I’m not generally an eye roller but when people say to me, “I can’t draw”, like the ability to draw is something some of us are born with and others are not, I have to mask impatience from showing up on my face.
When a coffee shop customer comments on the sketches of the espresso sipping models that I have just recorded in my sketchbook, what I generally hear is, “Wow that’s good, you’re talented. I wish I could draw.” What I don’t hear is, “Wow, that’s good, you must have been studying books on drawing, paying for lessons, learning from your mistakes and investing hours and hours into your craft for over 30 years.”
I get the, I can’t draw, statements. In the past I’ve heard myself talk that way, saying, I can’t sing or I wish I could play the marimba, pounding on the wooden bars with long handled, colourful mallets, creating amazing sounds, when the only musical training I’ve ever taken the time to enrol in were university education classes for teaching music to young children.
In my former life as a schoolteacher, I had a repeating mantra. You learn what you practice. If you want to be good at something, you have to practice. To reach the same skill level, some may have to practice for a longer time and some for a shorter time but we all gain proficiency by repetition. During this process, we may discover that a few do have extra brilliance but for most, it’s about putting in the hours.
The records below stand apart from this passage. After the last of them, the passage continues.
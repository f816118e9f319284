use cellar_core::{
    Entity, Pager, RangeFilter, Store, StoreConfig, Wine, WineFilters, WineRecord,
    UNPERSISTED_KEY,
};
use rusqlite::params;
use std::rc::Rc;

fn store() -> Store {
    Store::open_in_memory(StoreConfig::default()).unwrap()
}

fn uncached_store() -> Store {
    Store::open_in_memory(StoreConfig {
        use_cache: false,
        ..StoreConfig::default()
    })
    .unwrap()
}

fn record(title: &str, country: &str, vintage: i32, price: f64) -> WineRecord {
    WineRecord {
        title: title.to_string(),
        country: country.to_string(),
        winery: format!("{title} Estate"),
        color: "Red".to_string(),
        vintage,
        score: 90,
        abv: 13.5,
        price,
        ..WineRecord::default()
    }
}

fn add(store: &Store, record: WineRecord) -> Rc<Wine> {
    let wine = Wine::new(record);
    assert!(store.wines().add(&wine));
    wine
}

fn stored_title(store: &Store, id: i64) -> String {
    store
        .database()
        .connection()
        .query_row("SELECT TITLE FROM WINE WHERE ID = ?1", params![id], |row| {
            row.get(0)
        })
        .unwrap()
}

#[test]
fn add_assigns_key_and_registers_instance() {
    let store = store();
    let wine = add(&store, record("Margaux 2015", "France", 2015, 80.0));

    assert!(wine.is_persisted());
    let fetched = store.wines().get_by_id(wine.key()).unwrap();
    assert!(Rc::ptr_eq(&fetched, &wine));
    assert!(store.wines().get_by_id(wine.key() + 100).is_none());
}

#[test]
fn repeated_reads_share_one_instance() {
    let store = store();
    let id = add(&store, record("Barolo 2016", "Italy", 2016, 55.0)).key();

    let first = store.wines().get_by_id(id).unwrap();
    let second = store.wines().get_by_id(id).unwrap();
    let from_all = store.wines().get_all().into_iter().next().unwrap();

    assert!(Rc::ptr_eq(&first, &second));
    assert!(Rc::ptr_eq(&first, &from_all));
}

#[test]
fn cache_hit_ignores_newer_row_values() {
    let store = store();
    let wine = add(&store, record("Rioja 2018", "Spain", 2018, 20.0));
    store
        .database()
        .connection()
        .execute(
            "UPDATE WINE SET TITLE = 'Changed elsewhere' WHERE ID = ?1",
            params![wine.key()],
        )
        .unwrap();

    let fetched = store.wines().get_by_id(wine.key()).unwrap();
    assert_eq!(fetched.title.get(), "Rioja 2018");
}

#[test]
fn disabled_cache_returns_fresh_instances() {
    let store = uncached_store();
    let id = add(&store, record("Chianti 2019", "Italy", 2019, 18.0)).key();

    let first = store.wines().get_by_id(id).unwrap();
    let second = store.wines().get_by_id(id).unwrap();
    assert!(!Rc::ptr_eq(&first, &second));
    assert_eq!(first.title.get(), second.title.get());
    assert!(store.wines().cache().is_empty());
}

#[test]
fn dropped_instances_are_reloaded_from_storage() {
    let store = store();
    let id = add(&store, record("Tokaji 2013", "Hungary", 2013, 40.0)).key();
    assert_eq!(store.wines().cache().live_count(), 0);

    let reloaded = store.wines().get_by_id(id).unwrap();
    assert_eq!(reloaded.title.get(), "Tokaji 2013");
    assert_eq!(store.wines().cache().live_count(), 1);
}

#[test]
#[should_panic(expected = "identity cache consistency violation")]
fn registering_a_second_live_instance_panics() {
    let store = store();
    let wine = add(&store, record("Port 2000", "Portugal", 2000, 60.0));
    let impostor = Wine::new(record("Port 2000", "Portugal", 2000, 60.0));
    store.wines().cache().register(wine.key(), &impostor);
}

#[test]
fn field_changes_write_through_one_statement_each() {
    let store = store();
    let wine = add(&store, record("Sancerre 2021", "France", 2021, 25.0));

    let before = store.database().statement_count();
    assert!(wine.title.set("Sancerre Blanc 2021".to_string()));
    assert_eq!(store.database().statement_count(), before + 1);
    assert_eq!(stored_title(&store, wine.key()), "Sancerre Blanc 2021");

    // Same value: no change, no statement.
    assert!(!wine.title.set("Sancerre Blanc 2021".to_string()));
    assert_eq!(store.database().statement_count(), before + 1);

    wine.price.set(27.5);
    wine.vintage.set(2022);
    let (price, vintage): (f64, i32) = store
        .database()
        .connection()
        .query_row(
            "SELECT PRICE, VINTAGE FROM WINE WHERE ID = ?1",
            params![wine.key()],
            |row| Ok((row.get(0)?, row.get(1)?)),
        )
        .unwrap();
    assert_eq!((price, vintage), (27.5, 2022));
}

#[test]
fn written_values_survive_reopening_the_file() {
    let dir = tempfile::tempdir().unwrap();
    let path = dir.path().join("cellar.db");

    let id = {
        let store = Store::open(&path, StoreConfig::default()).unwrap();
        let wine = add(&store, record("Priorat 2017", "Spain", 2017, 35.0));
        wine.description.set("Dark fruit and slate".to_string());
        wine.key()
    };

    let store = Store::open(&path, StoreConfig::default()).unwrap();
    let wine = store.wines().get_by_id(id).unwrap();
    assert_eq!(wine.description.get(), "Dark fruit and slate");
}

#[test]
fn unpersisted_changes_never_touch_storage() {
    let store = store();
    let loose = Wine::new(WineRecord::titled("Loose 2019"));
    let before = store.database().statement_count();
    loose.title.set("Still loose".to_string());
    assert_eq!(store.database().statement_count(), before);

    let removed = add(&store, record("Gone 2010", "Chile", 2010, 9.0));
    assert!(store.wines().remove(&removed));
    assert_eq!(removed.key(), UNPERSISTED_KEY);

    let before = store.database().statement_count();
    removed.title.set("Edited after delete".to_string());
    assert_eq!(store.database().statement_count(), before);
    assert_eq!(store.wines().get_count(None), 0);
}

#[test]
fn removed_wine_can_be_added_again() {
    let store = store();
    let wine = add(&store, record("Again 2012", "Chile", 2012, 12.0));
    let old_id = wine.key();
    assert!(store.wines().remove(&wine));
    assert!(!store.wines().remove(&wine));

    assert!(store.wines().add(&wine));
    assert_ne!(wine.key(), old_id);
    assert!(!store.wines().add(&wine));

    let before = store.database().statement_count();
    wine.title.set("Again Reserve 2012".to_string());
    assert_eq!(store.database().statement_count(), before + 1);
    assert_eq!(stored_title(&store, wine.key()), "Again Reserve 2012");
}

#[test]
fn failed_write_keeps_in_memory_value() {
    let store = store();
    let wine = add(&store, record("Locked 2011", "France", 2011, 30.0));
    store
        .database()
        .connection()
        .execute_batch(
            "CREATE TRIGGER lock_titles BEFORE UPDATE OF TITLE ON WINE
             BEGIN SELECT RAISE(ABORT, 'titles are locked'); END;",
        )
        .unwrap();

    wine.title.set("Unlocked 2011".to_string());

    assert_eq!(wine.title.get(), "Unlocked 2011");
    assert_eq!(stored_title(&store, wine.key()), "Locked 2011");
}

#[test]
fn default_filters_match_every_row() {
    let store = store();
    add(&store, record("Known 2001", "France", 2001, 10.0));
    add(&store, record("Unknown vintage", "", 0, 0.0));
    add(&store, record("Missing vintage", "Italy", -1, 5.0));

    let everything = WineFilters::default();
    assert_eq!(store.wines().get_count(None), 3);
    assert_eq!(store.wines().get_count(Some(&everything)), 3);
    assert_eq!(
        store.wines().get_all_in_range(0, 10, Some(&everything)).len(),
        3
    );
}

#[test]
fn filters_combine_substring_and_range_predicates() {
    let store = store();
    add(&store, record("Bordeaux Rouge 2005", "France", 2005, 45.0));
    add(&store, record("Bordeaux Blanc 2019", "France", 2019, 22.0));
    add(&store, record("Barossa Shiraz 2019", "Australia", 2019, 30.0));

    let filters = WineFilters {
        country: "fra".to_string(),
        vintage: RangeFilter::at_least(2010),
        ..WineFilters::default()
    };
    let wines = store.wines().get_all_in_range(0, 10, Some(&filters));
    let titles: Vec<String> = wines.iter().map(|wine| wine.title.get()).collect();
    assert_eq!(titles, vec!["Bordeaux Blanc 2019"]);

    let pricey = WineFilters {
        price: RangeFilter::between(25.0, 50.0),
        ..WineFilters::default()
    };
    assert_eq!(store.wines().get_count(Some(&pricey)), 2);
}

#[test]
fn ranges_page_through_key_order() {
    let store = store();
    let records: Vec<WineRecord> = (0..25)
        .map(|n| record(&format!("Wine {n:02}"), "France", 2000, 10.0))
        .collect();
    assert!(store.wines().add_all(&records).completed);

    let wines = store.wines();
    assert_eq!(wines.get_all_in_range(0, 10, None).len(), 10);
    let tail = wines.get_all_in_range(20, 30, None);
    assert_eq!(tail.len(), 5);
    assert_eq!(tail[0].title.get(), "Wine 20");
    assert!(wines.get_all_in_range(30, 40, None).is_empty());
    assert!(wines.get_all_in_range(10, 5, None).is_empty());

    let pager = Pager::new(wines, 10);
    assert_eq!(pager.page_count(), 3);
    assert_eq!(pager.page(1)[0].title.get(), "Wine 10");
    assert_eq!(pager.page(2).len(), 5);
}

#[test]
fn statistics_refresh_only_on_request() {
    let store = store();
    let wines = store.wines();
    add(&store, record("A", "France", 0, 12.0));
    add(&store, record("B", "Italy", -1, 8.0));
    add(&store, record("C", "France", 1999, 99.0));
    add(&store, record("D", "", 2020, 30.0));

    assert!(wines.stats().countries.is_empty());
    wines.update_uniques();

    let stats = wines.stats();
    assert_eq!(
        stats.countries.iter().cloned().collect::<Vec<_>>(),
        vec!["France".to_string(), "Italy".to_string()]
    );
    assert_eq!(stats.vintage.min, Some(1999));
    assert_eq!(stats.vintage.max, Some(2020));
    assert_eq!(stats.price.min, Some(8.0));
    assert_eq!(stats.price.max, Some(99.0));

    assert!(wines.remove_all());
    assert_eq!(wines.stats(), stats);
    wines.update_uniques();
    assert!(wines.stats().countries.is_empty());
    assert_eq!(wines.stats().vintage.max, None);
}

#[test]
fn unknown_vintages_only_raise_the_maximum() {
    let store = store();
    add(&store, record("NV", "France", 0, 12.0));
    add(&store, record("NV2", "France", -1, 12.0));
    store.wines().update_uniques();

    let stats = store.wines().stats();
    assert_eq!(stats.vintage.min, None);
    assert_eq!(stats.vintage.max, Some(0));
}

#[test]
fn bulk_insert_flushes_in_configured_batches() {
    let store = store();
    let records: Vec<WineRecord> = (0..5000)
        .map(|n| WineRecord::titled(format!("Bulk {n} {}", 1900 + n % 100)))
        .collect();

    let report = store.wines().add_all(&records);
    assert!(report.completed);
    assert_eq!(report.rows_affected, 5000);
    assert_eq!(report.flushed_batches, vec![2048, 2048, 904]);
    assert_eq!(store.wines().get_all().len(), 5000);
    assert_eq!(store.wines().get_by_id(1).unwrap().vintage.get(), 1900);
}

#[test]
fn replace_all_swaps_rows_and_resets_live_keys() {
    let store = Store::open_in_memory(StoreConfig {
        batch_size: 2,
        ..StoreConfig::default()
    })
    .unwrap();
    let old = add(&store, record("Old 1990", "France", 1990, 50.0));

    let report = store.wines().replace_all(&[
        WineRecord::titled("New 2020"),
        WineRecord::titled("New 2021"),
        WineRecord::titled("New 2022"),
    ]);
    assert!(report.completed);
    assert_eq!(report.flushed_batches, vec![2, 1]);
    assert_eq!(old.key(), UNPERSISTED_KEY);

    let titles: Vec<String> = store
        .wines()
        .get_all()
        .iter()
        .map(|wine| wine.title.get())
        .collect();
    assert_eq!(titles, vec!["New 2020", "New 2021", "New 2022"]);
}

#[test]
fn storage_failures_surface_as_empty_results() {
    let store = store();
    add(&store, record("Hidden 2000", "France", 2000, 10.0));
    let conn = store.database().connection();
    conn.execute_batch("ALTER TABLE WINE RENAME TO WINE_ARCHIVE;")
        .unwrap();

    assert!(store.wines().get_all().is_empty());
    assert!(store.wines().get_by_id(1).is_none());
    assert_eq!(store.wines().get_count(None), -1);

    conn.execute_batch("ALTER TABLE WINE_ARCHIVE RENAME TO WINE;")
        .unwrap();
    assert_eq!(store.wines().get_all().len(), 1);
}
Comparing your drawing results to the work of others, wishing you could draw, declaring you can’t, trying for a time and saying you don’t have the gift, you’re not talented enough, or not doing anything due to the fear that your pages will be full of unrecognizable scrawls, or of what others might think of you and your efforts, will not improve your expertise.
It’s helpful to those new to drawing to imagine themselves in a playground rather than an art gallery. A playful approach frees you to explore a subject, investigate its properties, and build an understanding of how it’s put together. Play is engaging in an activity for enjoyment rather than for practical purposes. Play with different ways of putting lines on paper, of observing and discovering what’s in front of you, play with different medias and how to use them.
Forget about results, showing your work or seeking permission and approval. The ability to draw is not a package that you wait for and it suddenly arrives in the mail. It’s a lovely, learning adventure that requires you to slow down, look around, focus on one thing, stare at it and record bits of it with lines, shapes, colors and textures. Do this often enough and you’re drawing.